> **EXERCISE OBJECTIVE**: Transcribe the listing from its top line through the line with "counted; the remaining". Keep it exact, both ends included, and add nothing.
____ EXTRACTED INFORMATION
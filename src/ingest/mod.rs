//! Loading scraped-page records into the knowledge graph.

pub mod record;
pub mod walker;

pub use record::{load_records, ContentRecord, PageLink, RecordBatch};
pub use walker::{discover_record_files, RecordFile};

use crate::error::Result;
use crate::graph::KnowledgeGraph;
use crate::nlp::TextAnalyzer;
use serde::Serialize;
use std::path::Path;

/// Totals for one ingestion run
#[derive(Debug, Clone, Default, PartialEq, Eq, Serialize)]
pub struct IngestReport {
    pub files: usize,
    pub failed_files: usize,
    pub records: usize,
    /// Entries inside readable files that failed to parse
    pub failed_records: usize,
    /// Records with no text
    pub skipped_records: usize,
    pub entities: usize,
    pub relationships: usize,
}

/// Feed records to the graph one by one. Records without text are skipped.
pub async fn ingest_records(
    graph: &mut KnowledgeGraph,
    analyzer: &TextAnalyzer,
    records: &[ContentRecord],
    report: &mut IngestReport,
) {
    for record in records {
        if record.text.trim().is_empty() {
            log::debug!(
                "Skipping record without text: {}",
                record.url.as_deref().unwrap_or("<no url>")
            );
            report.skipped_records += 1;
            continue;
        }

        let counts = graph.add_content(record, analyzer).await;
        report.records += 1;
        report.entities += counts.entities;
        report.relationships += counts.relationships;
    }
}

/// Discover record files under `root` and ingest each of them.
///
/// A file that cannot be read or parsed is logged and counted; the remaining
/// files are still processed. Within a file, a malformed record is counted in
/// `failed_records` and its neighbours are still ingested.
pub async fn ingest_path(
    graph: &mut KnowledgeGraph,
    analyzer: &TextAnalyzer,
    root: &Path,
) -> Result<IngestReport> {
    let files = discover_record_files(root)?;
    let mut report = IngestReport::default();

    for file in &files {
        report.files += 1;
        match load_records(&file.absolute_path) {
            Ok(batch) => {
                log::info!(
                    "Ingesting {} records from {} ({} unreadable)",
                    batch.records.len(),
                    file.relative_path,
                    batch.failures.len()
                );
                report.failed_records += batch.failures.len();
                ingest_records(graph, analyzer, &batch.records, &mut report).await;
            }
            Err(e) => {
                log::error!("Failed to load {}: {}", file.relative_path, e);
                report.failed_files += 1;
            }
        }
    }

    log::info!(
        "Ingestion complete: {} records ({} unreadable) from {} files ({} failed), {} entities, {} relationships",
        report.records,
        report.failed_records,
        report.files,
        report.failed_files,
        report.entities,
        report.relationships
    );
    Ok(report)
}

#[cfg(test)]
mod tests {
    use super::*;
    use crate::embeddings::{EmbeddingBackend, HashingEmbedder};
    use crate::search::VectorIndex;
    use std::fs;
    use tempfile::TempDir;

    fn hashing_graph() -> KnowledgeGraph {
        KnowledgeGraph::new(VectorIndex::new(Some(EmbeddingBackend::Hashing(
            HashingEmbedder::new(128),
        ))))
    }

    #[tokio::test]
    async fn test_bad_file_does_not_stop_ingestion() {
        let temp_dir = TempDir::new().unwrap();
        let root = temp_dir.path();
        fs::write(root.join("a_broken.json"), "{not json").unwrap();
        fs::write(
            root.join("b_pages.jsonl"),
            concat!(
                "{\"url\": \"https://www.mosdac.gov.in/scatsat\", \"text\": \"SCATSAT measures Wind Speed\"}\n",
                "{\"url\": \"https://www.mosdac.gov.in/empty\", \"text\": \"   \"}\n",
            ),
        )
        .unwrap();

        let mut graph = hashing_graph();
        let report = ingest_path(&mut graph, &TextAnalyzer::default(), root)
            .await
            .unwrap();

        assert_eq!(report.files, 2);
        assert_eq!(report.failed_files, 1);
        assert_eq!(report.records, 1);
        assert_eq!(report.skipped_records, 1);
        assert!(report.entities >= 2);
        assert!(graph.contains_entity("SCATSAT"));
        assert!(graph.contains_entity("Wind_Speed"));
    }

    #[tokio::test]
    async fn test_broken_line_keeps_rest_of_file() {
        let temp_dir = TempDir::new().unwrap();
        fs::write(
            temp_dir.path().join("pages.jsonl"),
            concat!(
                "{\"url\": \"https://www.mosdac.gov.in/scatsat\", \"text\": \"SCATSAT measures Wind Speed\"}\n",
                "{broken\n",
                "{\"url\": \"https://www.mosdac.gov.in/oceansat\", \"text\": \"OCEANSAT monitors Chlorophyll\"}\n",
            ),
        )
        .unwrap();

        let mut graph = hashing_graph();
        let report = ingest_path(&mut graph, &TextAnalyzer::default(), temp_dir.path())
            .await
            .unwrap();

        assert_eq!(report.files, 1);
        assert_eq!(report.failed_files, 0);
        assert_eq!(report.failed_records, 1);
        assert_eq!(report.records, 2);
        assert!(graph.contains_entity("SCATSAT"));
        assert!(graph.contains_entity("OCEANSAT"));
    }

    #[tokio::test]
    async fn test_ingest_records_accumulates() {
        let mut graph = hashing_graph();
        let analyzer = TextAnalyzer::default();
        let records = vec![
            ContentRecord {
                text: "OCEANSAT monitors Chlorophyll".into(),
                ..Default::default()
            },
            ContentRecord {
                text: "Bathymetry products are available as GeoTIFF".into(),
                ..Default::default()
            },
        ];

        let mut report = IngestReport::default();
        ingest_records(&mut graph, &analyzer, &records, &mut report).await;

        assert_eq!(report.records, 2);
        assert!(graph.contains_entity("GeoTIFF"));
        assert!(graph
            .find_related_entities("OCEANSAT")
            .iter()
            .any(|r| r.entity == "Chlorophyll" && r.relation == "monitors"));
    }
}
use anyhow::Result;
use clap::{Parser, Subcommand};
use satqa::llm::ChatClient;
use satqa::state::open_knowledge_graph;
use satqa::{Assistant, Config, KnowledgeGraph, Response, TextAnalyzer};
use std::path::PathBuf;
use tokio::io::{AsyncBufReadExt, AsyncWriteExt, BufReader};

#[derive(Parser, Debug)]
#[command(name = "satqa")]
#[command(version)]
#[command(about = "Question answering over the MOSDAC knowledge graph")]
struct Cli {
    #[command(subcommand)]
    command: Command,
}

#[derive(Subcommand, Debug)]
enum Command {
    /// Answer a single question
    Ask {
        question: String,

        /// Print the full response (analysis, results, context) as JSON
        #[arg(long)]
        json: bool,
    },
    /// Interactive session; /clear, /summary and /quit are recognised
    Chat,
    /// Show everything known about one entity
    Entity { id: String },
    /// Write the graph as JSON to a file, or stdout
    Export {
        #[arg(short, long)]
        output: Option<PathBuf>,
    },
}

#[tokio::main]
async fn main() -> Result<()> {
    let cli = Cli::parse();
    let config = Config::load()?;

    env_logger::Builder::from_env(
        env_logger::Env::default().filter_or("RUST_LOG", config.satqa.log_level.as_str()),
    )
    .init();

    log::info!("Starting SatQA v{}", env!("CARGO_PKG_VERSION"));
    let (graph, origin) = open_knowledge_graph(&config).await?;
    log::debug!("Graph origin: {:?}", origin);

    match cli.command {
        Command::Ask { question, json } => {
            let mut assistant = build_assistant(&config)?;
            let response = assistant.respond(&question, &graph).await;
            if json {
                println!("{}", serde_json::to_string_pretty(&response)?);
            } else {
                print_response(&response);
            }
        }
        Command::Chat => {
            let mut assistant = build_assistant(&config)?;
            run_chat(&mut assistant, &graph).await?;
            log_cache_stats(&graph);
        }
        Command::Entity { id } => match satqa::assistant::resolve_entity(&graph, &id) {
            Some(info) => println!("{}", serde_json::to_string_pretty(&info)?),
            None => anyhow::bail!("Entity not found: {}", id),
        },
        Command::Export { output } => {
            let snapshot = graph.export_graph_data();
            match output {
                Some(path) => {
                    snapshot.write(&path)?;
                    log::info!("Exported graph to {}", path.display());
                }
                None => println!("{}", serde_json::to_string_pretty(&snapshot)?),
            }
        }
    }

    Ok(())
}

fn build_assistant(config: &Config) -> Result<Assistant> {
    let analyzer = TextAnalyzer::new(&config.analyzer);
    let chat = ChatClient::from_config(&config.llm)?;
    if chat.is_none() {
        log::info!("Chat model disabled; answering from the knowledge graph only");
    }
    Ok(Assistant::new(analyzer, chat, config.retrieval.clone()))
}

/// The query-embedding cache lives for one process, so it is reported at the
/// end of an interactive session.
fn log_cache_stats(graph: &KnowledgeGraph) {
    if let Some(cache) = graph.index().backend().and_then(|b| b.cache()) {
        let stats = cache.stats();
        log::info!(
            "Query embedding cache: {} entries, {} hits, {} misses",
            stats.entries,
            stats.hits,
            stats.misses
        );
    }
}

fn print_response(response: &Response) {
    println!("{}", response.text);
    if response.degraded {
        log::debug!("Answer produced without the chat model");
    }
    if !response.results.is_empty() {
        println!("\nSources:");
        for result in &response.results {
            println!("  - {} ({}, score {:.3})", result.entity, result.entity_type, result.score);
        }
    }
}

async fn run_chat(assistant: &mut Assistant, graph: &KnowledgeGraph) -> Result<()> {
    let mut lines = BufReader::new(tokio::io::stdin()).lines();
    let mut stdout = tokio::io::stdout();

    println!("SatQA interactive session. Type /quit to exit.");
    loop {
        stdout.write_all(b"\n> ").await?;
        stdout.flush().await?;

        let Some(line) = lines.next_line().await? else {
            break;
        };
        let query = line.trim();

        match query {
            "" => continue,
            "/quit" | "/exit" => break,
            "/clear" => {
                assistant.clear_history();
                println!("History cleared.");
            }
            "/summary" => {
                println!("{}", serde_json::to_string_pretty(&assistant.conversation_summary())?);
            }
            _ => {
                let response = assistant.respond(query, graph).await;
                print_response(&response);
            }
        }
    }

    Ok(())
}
________
> **FINISHED TASK**:
filename src/ingest/mod.rs
//! Loading scraped-page records into the knowledge graph.

pub mod record;
pub mod walker;

pub use record::{load_records, ContentRecord, PageLink, RecordBatch};
pub use walker::{discover_record_files, RecordFile};

use crate::error::Result;
use crate::graph::KnowledgeGraph;
use crate::nlp::TextAnalyzer;
use serde::Serialize;
use std::path::Path;

/// Totals for one ingestion run
#[derive(Debug, Clone, Default, PartialEq, Eq, Serialize)]
pub struct IngestReport {
    pub files: usize,
    pub failed_files: usize,
    pub records: usize,
    /// Entries inside readable files that failed to parse
    pub failed_records: usize,
    /// Records with no text
    pub skipped_records: usize,
    pub entities: usize,
    pub relationships: usize,
}

/// Feed records to the graph one by one. Records without text are skipped.
pub async fn ingest_records(
    graph: &mut KnowledgeGraph,
    analyzer: &TextAnalyzer,
    records: &[ContentRecord],
    report: &mut IngestReport,
) {
    for record in records {
        if record.text.trim().is_empty() {
            log::debug!(
                "Skipping record without text: {}",
                record.url.as_deref().unwrap_or("<no url>")
            );
            report.skipped_records += 1;
            continue;
        }

        let counts = graph.add_content(record, analyzer).await;
        report.records += 1;
        report.entities += counts.entities;
        report.relationships += counts.relationships;
    }
}

/// Discover record files under `root` and ingest each of them.
///
/// A file that cannot be read or parsed is logged and counted; the remaining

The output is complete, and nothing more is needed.